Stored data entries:
-.-.-

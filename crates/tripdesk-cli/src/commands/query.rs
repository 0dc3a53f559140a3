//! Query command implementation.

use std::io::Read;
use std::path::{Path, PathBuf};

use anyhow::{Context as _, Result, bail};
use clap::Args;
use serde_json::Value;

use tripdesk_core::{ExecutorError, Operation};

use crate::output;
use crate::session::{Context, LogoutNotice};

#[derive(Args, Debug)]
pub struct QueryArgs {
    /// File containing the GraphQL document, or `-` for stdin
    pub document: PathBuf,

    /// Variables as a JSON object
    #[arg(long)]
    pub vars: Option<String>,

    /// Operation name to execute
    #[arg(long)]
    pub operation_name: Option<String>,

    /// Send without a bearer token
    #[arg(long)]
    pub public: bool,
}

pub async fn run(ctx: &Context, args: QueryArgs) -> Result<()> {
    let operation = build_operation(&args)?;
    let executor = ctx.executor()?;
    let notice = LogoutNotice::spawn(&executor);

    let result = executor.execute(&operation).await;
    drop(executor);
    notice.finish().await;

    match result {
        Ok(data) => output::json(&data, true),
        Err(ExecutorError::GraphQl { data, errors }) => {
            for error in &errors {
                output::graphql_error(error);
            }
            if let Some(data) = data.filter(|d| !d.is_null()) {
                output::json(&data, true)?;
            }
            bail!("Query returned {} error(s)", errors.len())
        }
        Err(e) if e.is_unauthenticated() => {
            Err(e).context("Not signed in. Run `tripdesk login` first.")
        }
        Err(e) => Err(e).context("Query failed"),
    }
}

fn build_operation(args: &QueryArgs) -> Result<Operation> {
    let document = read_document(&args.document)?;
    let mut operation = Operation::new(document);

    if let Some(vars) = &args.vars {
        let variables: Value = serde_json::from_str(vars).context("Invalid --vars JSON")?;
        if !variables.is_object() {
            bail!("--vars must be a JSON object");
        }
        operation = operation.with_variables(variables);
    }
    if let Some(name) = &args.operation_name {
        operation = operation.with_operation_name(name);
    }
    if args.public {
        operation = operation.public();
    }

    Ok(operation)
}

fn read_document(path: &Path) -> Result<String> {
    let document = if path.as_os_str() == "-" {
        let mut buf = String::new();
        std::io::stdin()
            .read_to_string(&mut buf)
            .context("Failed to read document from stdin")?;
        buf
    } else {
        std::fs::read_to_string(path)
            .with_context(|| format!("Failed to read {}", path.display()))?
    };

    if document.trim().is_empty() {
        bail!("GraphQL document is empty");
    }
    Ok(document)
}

-.-.-

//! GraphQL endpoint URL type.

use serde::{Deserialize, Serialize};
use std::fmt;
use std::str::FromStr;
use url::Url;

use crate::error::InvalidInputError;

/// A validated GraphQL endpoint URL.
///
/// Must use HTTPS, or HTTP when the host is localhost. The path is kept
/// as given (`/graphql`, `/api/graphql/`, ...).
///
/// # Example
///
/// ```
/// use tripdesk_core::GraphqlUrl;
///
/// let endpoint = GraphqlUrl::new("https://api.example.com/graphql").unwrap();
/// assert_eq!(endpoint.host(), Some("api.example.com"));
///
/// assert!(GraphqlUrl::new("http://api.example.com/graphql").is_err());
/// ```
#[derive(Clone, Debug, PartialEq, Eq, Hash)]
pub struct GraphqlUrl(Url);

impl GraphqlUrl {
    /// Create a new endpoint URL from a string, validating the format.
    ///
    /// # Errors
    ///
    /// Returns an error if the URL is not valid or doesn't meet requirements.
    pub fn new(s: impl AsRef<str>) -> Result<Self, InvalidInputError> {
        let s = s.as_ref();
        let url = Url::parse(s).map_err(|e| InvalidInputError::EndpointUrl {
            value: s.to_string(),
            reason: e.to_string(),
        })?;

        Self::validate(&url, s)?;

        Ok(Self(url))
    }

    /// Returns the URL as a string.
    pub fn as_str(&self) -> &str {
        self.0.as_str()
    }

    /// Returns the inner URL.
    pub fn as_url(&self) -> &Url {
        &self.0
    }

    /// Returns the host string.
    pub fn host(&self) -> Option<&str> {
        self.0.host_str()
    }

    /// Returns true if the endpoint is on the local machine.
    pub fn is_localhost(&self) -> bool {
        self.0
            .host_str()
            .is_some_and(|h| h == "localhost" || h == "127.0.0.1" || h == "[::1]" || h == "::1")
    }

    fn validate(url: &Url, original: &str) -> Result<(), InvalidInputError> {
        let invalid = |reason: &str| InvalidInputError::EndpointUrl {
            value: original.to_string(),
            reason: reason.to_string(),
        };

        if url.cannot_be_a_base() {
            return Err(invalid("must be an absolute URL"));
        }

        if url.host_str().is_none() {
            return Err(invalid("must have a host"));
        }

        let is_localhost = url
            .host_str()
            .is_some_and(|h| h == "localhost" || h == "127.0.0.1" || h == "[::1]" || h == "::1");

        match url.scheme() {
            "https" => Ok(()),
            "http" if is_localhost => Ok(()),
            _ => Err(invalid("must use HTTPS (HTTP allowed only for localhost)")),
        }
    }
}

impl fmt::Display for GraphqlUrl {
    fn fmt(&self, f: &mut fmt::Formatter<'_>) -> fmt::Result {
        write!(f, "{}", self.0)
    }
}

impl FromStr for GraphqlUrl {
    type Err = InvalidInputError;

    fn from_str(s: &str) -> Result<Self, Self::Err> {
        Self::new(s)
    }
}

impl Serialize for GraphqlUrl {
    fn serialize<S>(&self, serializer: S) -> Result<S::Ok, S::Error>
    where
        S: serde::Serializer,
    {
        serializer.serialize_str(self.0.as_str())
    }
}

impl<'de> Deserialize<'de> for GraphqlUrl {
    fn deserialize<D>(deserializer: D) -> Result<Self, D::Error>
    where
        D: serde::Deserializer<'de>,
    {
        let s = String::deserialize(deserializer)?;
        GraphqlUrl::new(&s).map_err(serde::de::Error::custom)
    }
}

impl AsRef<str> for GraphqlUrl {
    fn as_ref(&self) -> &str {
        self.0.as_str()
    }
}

-.-.-

Your instructions: Copy out, word for word, the part of the entries above that begins at the line with "filename crates/tripdesk-cli/src/commands/query.rs" and ends at the line with "pub struct QueryArgs", including both.

Answer to this exercise:
filename crates/tripdesk-cli/src/commands/query.rs
repository 0dc3a53f559140a3
//! Query command implementation.

use std::io::Read;
use std::path::{Path, PathBuf};

use anyhow::{Context as _, Result, bail};
use clap::Args;
use serde_json::Value;

use tripdesk_core::{ExecutorError, Operation};

use crate::output;
use crate::session::{Context, LogoutNotice};

#[derive(Args, Debug)]
pub struct QueryArgs {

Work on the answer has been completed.